■ **DATA FOR THIS EXERCISE**:
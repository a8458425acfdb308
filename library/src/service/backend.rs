use uuid::Uuid;

use crate::error::LibraryError;
use crate::model::{
    Block, BlockPatch, BlockSpec, Keyframe, KeyframePatch, KeyframeSpec, Layer, LayerSpec,
};

/// Storage collaborator consumed by the engines.
///
/// Implementations are injected as `Arc<dyn StorageBackend>`; tests use
/// [`InMemoryBackend`](super::memory_backend::InMemoryBackend). The main-track
/// operations are opaque cascade contracts: the engines never assume how far
/// later blocks move. Their default bodies report a missing capability, which
/// the engines treat as a no-op.
pub trait StorageBackend: Send + Sync {
    fn get_layers(&self, scene_id: Uuid) -> Result<Vec<Layer>, LibraryError>;

    fn get_blocks(&self, layer_id: Uuid) -> Result<Vec<Block>, LibraryError>;

    fn create_block(&self, layer_id: Uuid, spec: &BlockSpec) -> Result<Block, LibraryError>;

    fn update_block(&self, block_id: Uuid, patch: &BlockPatch) -> Result<(), LibraryError>;

    /// Inserts a new block on the scene's main layer at `insert_at`, cascading
    /// later blocks.
    fn insert_block_at_main_track(
        &self,
        _scene_id: Uuid,
        _spec: &BlockSpec,
        _insert_at: f64,
    ) -> Result<Block, LibraryError> {
        Err(LibraryError::CapabilityMissing("insert_block_at_main_track"))
    }

    /// Moves an existing block onto the scene's main layer at `insert_at`,
    /// cascading later blocks.
    fn move_block_to_main_track(
        &self,
        _scene_id: Uuid,
        _block_id: Uuid,
        _insert_at: f64,
    ) -> Result<(), LibraryError> {
        Err(LibraryError::CapabilityMissing("move_block_to_main_track"))
    }

    /// Sets a main-layer block's end time, cascading later blocks.
    fn resize_block_with_cascade(
        &self,
        _block_id: Uuid,
        _new_end_time: f64,
    ) -> Result<(), LibraryError> {
        Err(LibraryError::CapabilityMissing("resize_block_with_cascade"))
    }

    fn create_layer(&self, scene_id: Uuid, spec: &LayerSpec) -> Result<Layer, LibraryError>;

    /// Deletes the layer and every block on it.
    fn delete_layer(&self, layer_id: Uuid) -> Result<(), LibraryError>;

    fn get_keyframes(&self, block_id: Uuid) -> Result<Vec<Keyframe>, LibraryError>;

    fn create_keyframe(&self, spec: &KeyframeSpec) -> Result<Keyframe, LibraryError>;

    fn update_keyframe(&self, keyframe_id: Uuid, patch: &KeyframePatch)
    -> Result<(), LibraryError>;
}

■ **PROBLEM STATEMENT**: Repeat the whole listing exactly, with no omissions.

■ **TASK SOLUTION**:
repository a8458425acfdb308
filename library/src/service/backend.rs
use uuid::Uuid;

use crate::error::LibraryError;
use crate::model::{
    Block, BlockPatch, BlockSpec, Keyframe, KeyframePatch, KeyframeSpec, Layer, LayerSpec,
};

/// Storage collaborator consumed by the engines.
///
/// Implementations are injected as `Arc<dyn StorageBackend>`; tests use
/// [`InMemoryBackend`](super::memory_backend::InMemoryBackend). The main-track
/// operations are opaque cascade contracts: the engines never assume how far
/// later blocks move. Their default bodies report a missing capability, which
/// the engines treat as a no-op.
pub trait StorageBackend: Send + Sync {
    fn get_layers(&self, scene_id: Uuid) -> Result<Vec<Layer>, LibraryError>;

    fn get_blocks(&self, layer_id: Uuid) -> Result<Vec<Block>, LibraryError>;

    fn create_block(&self, layer_id: Uuid, spec: &BlockSpec) -> Result<Block, LibraryError>;

    fn update_block(&self, block_id: Uuid, patch: &BlockPatch) -> Result<(), LibraryError>;

    /// Inserts a new block on the scene's main layer at `insert_at`, cascading
    /// later blocks.
    fn insert_block_at_main_track(
        &self,
        _scene_id: Uuid,
        _spec: &BlockSpec,
        _insert_at: f64,
    ) -> Result<Block, LibraryError> {
        Err(LibraryError::CapabilityMissing("insert_block_at_main_track"))
    }

    /// Moves an existing block onto the scene's main layer at `insert_at`,
    /// cascading later blocks.
    fn move_block_to_main_track(
        &self,
        _scene_id: Uuid,
        _block_id: Uuid,
        _insert_at: f64,
    ) -> Result<(), LibraryError> {
        Err(LibraryError::CapabilityMissing("move_block_to_main_track"))
    }

    /// Sets a main-layer block's end time, cascading later blocks.
    fn resize_block_with_cascade(
        &self,
        _block_id: Uuid,
        _new_end_time: f64,
    ) -> Result<(), LibraryError> {
        Err(LibraryError::CapabilityMissing("resize_block_with_cascade"))
    }

    fn create_layer(&self, scene_id: Uuid, spec: &LayerSpec) -> Result<Layer, LibraryError>;

    /// Deletes the layer and every block on it.
    fn delete_layer(&self, layer_id: Uuid) -> Result<(), LibraryError>;

    fn get_keyframes(&self, block_id: Uuid) -> Result<Vec<Keyframe>, LibraryError>;

    fn create_keyframe(&self, spec: &KeyframeSpec) -> Result<Keyframe, LibraryError>;

    fn update_keyframe(&self, keyframe_id: Uuid, patch: &KeyframePatch)
    -> Result<(), LibraryError>;
}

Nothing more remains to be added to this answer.